Yaylak ve kışlak hayatı geçiren konargöçerler, bulundukları bölgelerde bazı olumsuz durumlara sebep olmuşlardır. Yaylak ve kışlak arasında gidip gelirken bölgede bulunan yerli halkı sürekli rahatsız etmişlerdir. Bu rahatsızlıklar arasında, ekili toprakların çiğnemek ve bozmak, mahsulleri ve hayvanları gasp etmek ve evleri tahrip etmek, insan kaçırmak, yaralamak ve öldürmek gibi nahoş durumlar görülmüştür. Harpler ve seferler dolayısıyla Anadolu’nun kolluk kuvvetlerinin zayıfladığı durumlarda medyanı boş bulup zararlarını bazı dönemlerde arttırdıkları görülmüştür. Bu gibi olumsuz olayları bertaraf etmek için boş ve harap yerlere konargöçer aşiretler yerleştirilmeye başlanmıştır.
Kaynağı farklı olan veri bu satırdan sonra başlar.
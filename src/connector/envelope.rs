//! Envelope codec
//!
//! An `Envelope` is the JSON object carried as the payload of one transport
//! frame: the application's fields plus a `sender` field naming the
//! connector that published it. Encoding always works on a copy of the
//! caller's message; decoding classifies each payload as accepted, an echo of
//! our own publication, or anonymous (no usable sender).

use serde::Serialize;
use serde_json::{Map, Value};

/// Name of the field stamped on every outgoing message.
pub const SENDER_FIELD: &str = "sender";

#[derive(Debug, Clone, PartialEq, Serialize)]
#[serde(transparent)]
pub struct Envelope(Map<String, Value>);

impl Envelope {
    /// Serializes `message` and stamps the copy with `sender`, replacing any
    /// `sender` field the message already had. Fails with a reason when the
    /// message cannot be serialized or is not a JSON object.
    pub fn stamp<T: Serialize + ?Sized>(sender: &str, message: &T) -> Result<Self, String> {
        let mut fields = match serde_json::to_value(message) {
            Ok(Value::Object(fields)) => fields,
            Ok(other) => {
                return Err(format!(
                    "message must serialize to a JSON object, got {}",
                    json_kind(&other)
                ));
            }
            Err(e) => return Err(e.to_string()),
        };
        fields.insert(SENDER_FIELD.to_string(), Value::String(sender.to_string()));
        Ok(Self(fields))
    }

    /// Payload text for the transport.
    pub fn encode(&self) -> Result<String, serde_json::Error> {
        serde_json::to_string(&self.0)
    }

    pub fn sender(&self) -> &str {
        self.0
            .get(SENDER_FIELD)
            .and_then(Value::as_str)
            .unwrap_or_default()
    }

    pub fn get(&self, field: &str) -> Option<&Value> {
        self.0.get(field)
    }

    pub fn fields(&self) -> &Map<String, Value> {
        &self.0
    }

    pub fn into_value(self) -> Value {
        Value::Object(self.0)
    }
}

impl PartialEq<Value> for Envelope {
    fn eq(&self, other: &Value) -> bool {
        other.as_object() == Some(&self.0)
    }
}

/// Outcome of decoding an inbound payload that was valid JSON.
#[derive(Debug, PartialEq)]
pub enum Decoded {
    /// Published by another connector; deliver it.
    Accepted(Envelope),
    /// Published by this connector.
    Echo,
    /// Not an object, or no string `sender` field.
    Anonymous,
}

/// Decodes `payload` relative to the local sender identity. Only invalid JSON
/// is an error.
pub fn decode(local_sender: &str, payload: &str) -> Result<Decoded, serde_json::Error> {
    let Value::Object(fields) = serde_json::from_str::<Value>(payload)? else {
        return Ok(Decoded::Anonymous);
    };

    match fields.get(SENDER_FIELD) {
        Some(Value::String(sender)) if sender.is_empty() => Ok(Decoded::Anonymous),
        Some(Value::String(sender)) if sender == local_sender => Ok(Decoded::Echo),
        Some(Value::String(_)) => Ok(Decoded::Accepted(Envelope(fields))),
        _ => Ok(Decoded::Anonymous),
    }
}

fn json_kind(value: &Value) -> &'static str {
    match value {
        Value::Null => "null",
        Value::Bool(_) => "a boolean",
        Value::Number(_) => "a number",
        Value::String(_) => "a string",
        Value::Array(_) => "an array",
        Value::Object(_) => "an object",
    }
}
Böylece boş ve sahipsiz yerler imar edilmek ve yeniden ziraata açmak amaçlandığı gibi bu insanların konar-göçer hayat tarzları itibariyle yerleşik halk ile olan anlaşmazlık∗ lara son verilmesi ve (saruca sekban ) eşkıyaların arasına girmeleri önlenilmiştir (Orhonlu, 1987). Bu devirlerde ulaşım, yaylı, kağnı v.s. muhtelif araba çeşitleri ile at, deve, katır ve eşek gibi hayvanlar vasıtasıyla sağlanıyordu. Bütün iktisadi faaliyet, yolların geçtiği yerler ile bu yolların vardığı liman şehirlerinde toplanmakta idi. Her devirde münakale dediğimiz her türlü eşya nakli ve yolculuğunun işlemesi için en önemli şart emniyettir. Derbendler önemli geçit noktalarında bulunmakta idiler. Bu günkü anlamda polis jandarma kuvveti olmadığı için yolların ve geçitlerin emniyeti derbendciler tarafından temin ediliyordu. Derbendlerin bulunduğu yerler etrafı kontrol bir durumda idi. Derbendler daha ziyade iskân noktalarının az olduğu ıssız yerlerde tesis ediliyordu. Bir köyün yakınında olduğu gibi, köylerden uzak bir yerde de olabilirdir. Hanlar ıssız yerlerde inşa edilmiş olmaları dolayısıyla birer derbend bölgesi idiler. Önemli ticaret ve askeri yolların kavşak noktaları ve dağların geçit verdiği yerler derbend mahallerinden idiler. Derbendler önemli yerlerde bulundukları için aynı zamanda askeri önemi de bulunuyordu. Genellikle bu yerin etrafında ve yakınında bulunan köy, derbend hizmetine tayin edilirdi (Orhonlu, 1990).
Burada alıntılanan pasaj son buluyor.